Specifically, it’s about signaling our personality, made up of the six universal human personality traits that we all share.  Just as we all share the same 23 pairs of chromosomes in each of about 50 trillion cells, we all have the same 206 bones and 640 muscles, and we all get to enjoy about 600 million breaths before we die, research has conclusively shown that we share the same 6  key personality dimensions – ‘the Central Six’ – that make up our characters.

In a nutshell, consumer behaviour can be understood as a signaling strategy to communicate our personality profile to others, the ‘DNA’ of personality made up by an ‘iOCEAN’ mnemonic.

The first, and most important personality trait in terms of its predictive power is ‘i’ – general intelligence (also known as ‘g’, and measured by the IQ test), which, like the other 5 traits, varies according to a Bell Curve normal distribution throughout any population.  Generally, the more intelligence you can signal with your purchasing behavior, the better (you can test yourself here to measure your true, rather than signaled i)).

The attractiveness of what you signal on other ‘Big 5’ OCEAN personality traits – openness, conscientiousness, extraversion, agreeableness, neuroticism – varies with context and situation (you can map your profile on these dimensions here).  The key point is that your signaling should differentiate you from the competition.

The practical upshot of all this for marketers is that it makes sense to segment markets and position brands based on these six strands of ‘personality DNA’, because in doing so you are carving your marketing strategy at nature’s joints.  Rather than use “hopelessly muddled”, “seriously outdated”, contradictory and discredited models for which there is little evidence – i.e. Maslow’s hierarchy of needs, smart marketers will profit from an evidence-based understanding of consumers based on signaling theory and personality profiling.

The key point here is that powerful brands should act as powerful signaling tools to communicate specific personality traits and profiles; a brand that appeals to everyone has no signaling utility and therefore is unlikely to succeed.  Whether planned or by happenstance, brands are adopted as signaling tools for personality traits.

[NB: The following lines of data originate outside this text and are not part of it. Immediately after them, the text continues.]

//! View controller tests against a configurable mock inference API

use async_trait::async_trait;
use std::sync::atomic::{AtomicU32, Ordering};
use std::sync::Arc;
use std::time::Duration;
use tokio_util::sync::CancellationToken;
use vision_client::{ImageUpload, InferenceApi};
use vision_core::{Error, HealthzResponse, PredictResponse, Prediction, Result};
use vision_demo::{
    HealthStatus, InferenceMode, PredictStatus, PreviewStore, ViewController,
};

/// A configurable mock of the inference API
pub struct MockInferenceApi {
    artifact_ok: Option<bool>,
    health_failure: Option<u16>,
    confidences: Vec<f64>,
    predict_failure: Option<(u16, Option<String>)>,
    simulated_latency: Option<Duration>,
    honour_cancellation: bool,
    predict_calls: AtomicU32,
    last_top_k: AtomicU32,
}

impl MockInferenceApi {
    pub fn new() -> Self {
        Self {
            artifact_ok: Some(true),
            health_failure: None,
            confidences: vec![0.6, 0.3, 0.1],
            predict_failure: None,
            simulated_latency: None,
            honour_cancellation: true,
            predict_calls: AtomicU32::new(0),
            last_top_k: AtomicU32::new(0),
        }
    }

    /// Set the artifact-ready flag the health endpoint reports
    pub fn with_artifact_ok(mut self, artifact_ok: Option<bool>) -> Self {
        self.artifact_ok = artifact_ok;
        self
    }

    /// Make the health endpoint answer with a non-2xx status
    pub fn with_health_failure(mut self, status: u16) -> Self {
        self.health_failure = Some(status);
        self
    }

    /// Set the confidences returned, in order, for class ids 0..n
    pub fn with_confidences(mut self, confidences: &[f64]) -> Self {
        self.confidences = confidences.to_vec();
        self
    }

    /// Make predict fail with `status`, optionally with a server detail
    pub fn with_predict_failure(mut self, status: u16, detail: Option<&str>) -> Self {
        self.predict_failure = Some((status, detail.map(str::to_string)));
        self
    }

    pub fn with_latency(mut self, latency: Duration) -> Self {
        self.simulated_latency = Some(latency);
        self
    }

    /// Resolve normally even after cancellation, like a response already in flight
    pub fn ignoring_cancellation(mut self) -> Self {
        self.honour_cancellation = false;
        self
    }

    pub fn predict_calls(&self) -> u32 {
        self.predict_calls.load(Ordering::Relaxed)
    }

    pub fn last_top_k(&self) -> u32 {
        self.last_top_k.load(Ordering::Relaxed)
    }

    async fn wait(&self, cancel: &CancellationToken) -> Result<()> {
        let Some(latency) = self.simulated_latency else {
            return Ok(());
        };
        if !self.honour_cancellation {
            tokio::time::sleep(latency).await;
            return Ok(());
        }
        tokio::select! {
            _ = cancel.cancelled() => Err(Error::Cancelled),
            _ = tokio::time::sleep(latency) => Ok(()),
        }
    }
}

#[async_trait]
impl InferenceApi for MockInferenceApi {
    async fn check_health(&self, cancel: &CancellationToken) -> Result<HealthzResponse> {
        self.wait(cancel).await?;
        if let Some(status) = self.health_failure {
            return Err(Error::transport_status(
                status,
                format!("health check failed ({status})"),
            ));
        }
        Ok(HealthzResponse {
            status: "ok".to_string(),
            artifact_dir: Some("/models".to_string()),
            artifact_ok: self.artifact_ok,
        })
    }

    async fn predict(
        &self,
        _image: &ImageUpload,
        top_k: u32,
        cancel: &CancellationToken,
    ) -> Result<PredictResponse> {
        self.predict_calls.fetch_add(1, Ordering::Relaxed);
        self.last_top_k.store(top_k, Ordering::Relaxed);
        self.wait(cancel).await?;

        if let Some((status, detail)) = &self.predict_failure {
            return Err(match detail {
                Some(detail) => Error::api(*status, detail.clone()),
                None => Error::transport_status(
                    *status,
                    format!("request failed with status {status}"),
                ),
            });
        }

        Ok(PredictResponse {
            top_k,
            predictions: self
                .confidences
                .iter()
                .enumerate()
                .map(|(i, &c)| Prediction::new(i as u32, c))
                .collect(),
        })
    }
}

fn upload(name: &str) -> ImageUpload {
    ImageUpload::new(name, "image/jpeg", vec![0xFF, 0xD8, 0xFF])
}

fn controller(api: Arc<MockInferenceApi>) -> ViewController {
    ViewController::new(api, PreviewStore::new())
}

#[tokio::test]
async fn test_health_ready() {
    let mut c = controller(Arc::new(MockInferenceApi::new()));
    c.run_health_check().await;
    assert_eq!(c.state().health, HealthStatus::Ready);
}

#[tokio::test]
async fn test_health_missing_flag_is_degraded() {
    let mut c = controller(Arc::new(MockInferenceApi::new().with_artifact_ok(None)));
    c.run_health_check().await;
    assert!(matches!(c.state().health, HealthStatus::Degraded { .. }));
}

#[tokio::test]
async fn test_health_failure_carries_error_text() {
    let mut c = controller(Arc::new(MockInferenceApi::new().with_health_failure(502)));
    c.run_health_check().await;
    assert_eq!(
        c.state().health,
        HealthStatus::Degraded {
            reason: "health check failed (502)".to_string()
        }
    );
}

#[tokio::test]
async fn test_degraded_health_does_not_block_classification() {
    let api = Arc::new(MockInferenceApi::new().with_health_failure(503));
    let mut c = controller(api.clone());
    c.run_health_check().await;

    c.select_image(upload("cat.jpg"));
    assert!(c.classify().await);
    assert_eq!(c.state().status, PredictStatus::Success);
    assert_eq!(api.predict_calls(), 1);
}

#[tokio::test]
async fn test_classify_success_derives_results() {
    let api = Arc::new(MockInferenceApi::new().with_confidences(&[0.45, 0.40, 0.15]));
    let mut c = controller(api.clone());
    c.select_image(upload("cat.jpg"));

    assert!(c.classify().await);
    let results = c.results().unwrap();
    assert_eq!(results.top.label, "Category 000");
    assert_eq!(results.others.len(), 2);
    assert_eq!(results.others[0].bar_width, 89);
    assert_eq!(results.assessment.regime.as_str(), "Mixed");
    assert_eq!(api.last_top_k(), 5);
}

#[tokio::test]
async fn test_classify_without_image_does_nothing() {
    let api = Arc::new(MockInferenceApi::new());
    let mut c = controller(api.clone());
    assert!(!c.classify().await);
    assert_eq!(api.predict_calls(), 0);
}

#[tokio::test]
async fn test_classify_api_error_message() {
    let api = Arc::new(
        MockInferenceApi::new().with_predict_failure(422, Some("unsupported file type")),
    );
    let mut c = controller(api);
    c.select_image(upload("notes.txt"));

    assert!(c.classify().await);
    assert_eq!(c.state().status, PredictStatus::Error);
    assert_eq!(c.state().error.as_deref(), Some("unsupported file type"));
    assert!(c.state().predictions.is_none());
}

#[tokio::test]
async fn test_classify_transport_error_mentions_status() {
    let api = Arc::new(MockInferenceApi::new().with_predict_failure(500, None));
    let mut c = controller(api);
    c.select_image(upload("cat.jpg"));

    c.classify().await;
    assert!(c.state().error.as_deref().unwrap().contains("500"));
}

#[tokio::test]
async fn test_preferences_and_presets_shape_request() {
    let api = Arc::new(MockInferenceApi::new());
    let mut c = controller(api.clone())
        .with_preferences(10, InferenceMode::Deterministic)
        .unwrap();
    c.select_image(upload("cat.jpg"));
    c.classify().await;
    assert_eq!(api.last_top_k(), 10);

    c.set_mode(InferenceMode::Fast);
    c.classify().await;
    assert_eq!(api.last_top_k(), 5);
}

#[tokio::test]
async fn test_late_response_after_cancellation_is_noop() {
    let api = Arc::new(
        MockInferenceApi::new()
            .with_latency(Duration::from_millis(20))
            .ignoring_cancellation(),
    );
    let mut c = controller(api.clone());
    c.select_image(upload("cat.jpg"));

    let ticket = c.begin_classify().unwrap();
    c.cancel_classify();

    // The response still arrives after the abort
    let late = api
        .predict(ticket.image(), ticket.top_k(), ticket.cancel_token())
        .await;
    assert!(late.is_ok());

    assert!(!c.complete_classify(ticket, late));
    assert_eq!(c.state().status, PredictStatus::Idle);
    assert!(c.state().predictions.is_none());
    assert!(c.results().is_none());
}

#[tokio::test]
async fn test_shutdown_token_aborts_pending_request() {
    let api = Arc::new(MockInferenceApi::new().with_latency(Duration::from_secs(10)));
    let mut c = controller(api.clone());
    c.select_image(upload("cat.jpg"));

    let shutdown = c.shutdown_token();
    tokio::spawn(async move {
        tokio::time::sleep(Duration::from_millis(20)).await;
        shutdown.cancel();
    });

    assert!(!c.classify().await);
    assert_eq!(c.state().status, PredictStatus::Loading);
    assert!(c.state().predictions.is_none());
}

#[tokio::test]
async fn test_superseded_request_result_discarded() {
    let api = Arc::new(MockInferenceApi::new().with_confidences(&[0.9, 0.1]));
    let mut c = controller(api.clone());
    c.select_image(upload("first.jpg"));
    let first = c.begin_classify().unwrap();

    c.select_image(upload("second.jpg"));
    let second = c.begin_classify().unwrap();

    let first_result = api
        .predict(first.image(), first.top_k(), &CancellationToken::new())
        .await;
    assert!(!c.complete_classify(first, first_result));
    assert_eq!(c.state().status, PredictStatus::Loading);

    let second_result = api
        .predict(second.image(), second.top_k(), second.cancel_token())
        .await;
    assert!(c.complete_classify(second, second_result));
    assert_eq!(c.state().status, PredictStatus::Success);
    assert_eq!(c.previews().live_count(), 1);
}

To illustrate, Miller segments the auto industry (US) based on personality traits i.e. what your car signals about your personality:

  • High Intelligence: Acura, Audi, BMW, Lexus, Infinit, Smart, Subaru, Volkswagen
  • Low Intelligence: Cadillac, Chrysler, Dodge, Ford, GMC, Hummer
  • High Openness: Lotus, Mini, Scion, Subaru
  • Low Openness: Buick, Lincoln, Oldsmobile, Range Rover, Rolls Royce
  • High Conscientiousness: Acura, Honda, Lexus, Volvo, Toyota
  • Low Conscientiousness: Ferrari, Jeep, Mitsubishi, Pontiac
  • High Extraversion: Aston Martin, BMW, Ferrari, Mini, Porsche
  • Low Extraversion: Acura, Hyundai, Lexus, Saab, Subaru, Volvo
  • High Agreeableness: Acura, Daewoo, Geo, Kia, Saturn
  • Low Agreeableness: BMW, Hummer, Maserati, Mercedes, Nissan
  • High Neuroticism: Volkswagen, Volvo
  • Low Neuroticism: Acura, Porsche, Scion

In sum, Spent argues that personality profiling as a branding, planning and segmentation tool offers marketers the opportunity to do what they do better: fulfilling human desires by producing goods and services that people will buy.

And if you’re looking for an i120-O80-C41-E83-A63-N1 (my personality profile, or ‘trait tattoo’ as Miller calls it), you know where to find me.